Problem to work on ::
Every record shown here must be duplicated without change.

(Saved data entries)
▬▬▬

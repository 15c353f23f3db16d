//! The pending visitor alert.
//!
//! A singleton document: raising overwrites, clearing removes the file.
//! Absence is the cleared state.

use doorstep_common::constants::documents;
use doorstep_common::{AlertState, Error};

use super::{JsonStore, display_now};

#[derive(Debug, Clone)]
pub struct AlertStore {
    docs: JsonStore,
}

impl AlertStore {
    pub fn new(docs: JsonStore) -> Self {
        Self { docs }
    }

    /// Record that a visitor wants attention, returning the formatted time
    pub async fn raise(&self) -> Result<String, Error> {
        let time = display_now();
        let state = AlertState {
            pending: true,
            time: time.clone(),
        };
        self.docs.put(documents::ALERT, &state).await?;
        tracing::info!("Visitor alert raised");
        Ok(time)
    }

    /// Current alert state, cleared when no document exists
    pub async fn check(&self) -> AlertState {
        self.docs
            .get(documents::ALERT)
            .await
            .unwrap_or_else(AlertState::cleared)
    }

    /// Remove the alert entirely
    pub async fn clear(&self) -> Result<(), Error> {
        self.docs.delete(documents::ALERT).await
    }
}

#[cfg(test)]
mod tests {
    use super::*;

    #[tokio::test]
    async fn test_raise_then_check() {
        let dir = tempfile::tempdir().unwrap();
        let alerts = AlertStore::new(JsonStore::new(dir.path()));

        let time = alerts.raise().await.unwrap();
        let state = alerts.check().await;
        assert!(state.pending);
        assert_eq!(state.time, time);
    }

    #[tokio::test]
    async fn test_clear_then_check_is_cleared_default() {
        let dir = tempfile::tempdir().unwrap();
        let alerts = AlertStore::new(JsonStore::new(dir.path()));

        alerts.raise().await.unwrap();
        alerts.clear().await.unwrap();

        let state = alerts.check().await;
        assert!(!state.pending);
        assert_eq!(state.time, "");
    }

    #[tokio::test]
    async fn test_check_without_raise() {
        let dir = tempfile::tempdir().unwrap();
        let alerts = AlertStore::new(JsonStore::new(dir.path()));

        let state = alerts.check().await;
        assert!(!state.pending);
        assert_eq!(state.time, "");
    }
}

▬▬▬

Response ::
repository 15c353f23f3db16d
//! The pending visitor alert.
//!
//! A singleton document: raising overwrites, clearing removes the file.
//! Absence is the cleared state.

use doorstep_common::constants::documents;
use doorstep_common::{AlertState, Error};

use super::{JsonStore, display_now};

#[derive(Debug, Clone)]
pub struct AlertStore {
    docs: JsonStore,
}

impl AlertStore {
    pub fn new(docs: JsonStore) -> Self {
        Self { docs }
    }

    /// Record that a visitor wants attention, returning the formatted time
    pub async fn raise(&self) -> Result<String, Error> {
        let time = display_now();
        let state = AlertState {
            pending: true,
            time: time.clone(),
        };
        self.docs.put(documents::ALERT, &state).await?;
        tracing::info!("Visitor alert raised");
        Ok(time)
    }

    /// Current alert state, cleared when no document exists
    pub async fn check(&self) -> AlertState {
        self.docs
            .get(documents::ALERT)
            .await
            .unwrap_or_else(AlertState::cleared)
    }

    /// Remove the alert entirely
    pub async fn clear(&self) -> Result<(), Error> {
        self.docs.delete(documents::ALERT).await
    }
}

#[cfg(test)]
mod tests {
    use super::*;

    #[tokio::test]
    async fn test_raise_then_check() {
        let dir = tempfile::tempdir().unwrap();
        let alerts = AlertStore::new(JsonStore::new(dir.path()));

        let time = alerts.raise().await.unwrap();
        let state = alerts.check().await;
        assert!(state.pending);
        assert_eq!(state.time, time);
    }

    #[tokio::test]
    async fn test_clear_then_check_is_cleared_default() {
        let dir = tempfile::tempdir().unwrap();
        let alerts = AlertStore::new(JsonStore::new(dir.path()));

        alerts.raise().await.unwrap();
        alerts.clear().await.unwrap();

        let state = alerts.check().await;
        assert!(!state.pending);
        assert_eq!(state.time, "");
    }

    #[tokio::test]
    async fn test_check_without_raise() {
        let dir = tempfile::tempdir().unwrap();
        let alerts = AlertStore::new(JsonStore::new(dir.path()));

        let state = alerts.check().await;
        assert!(!state.pending);
        assert_eq!(state.time, "");
    }
}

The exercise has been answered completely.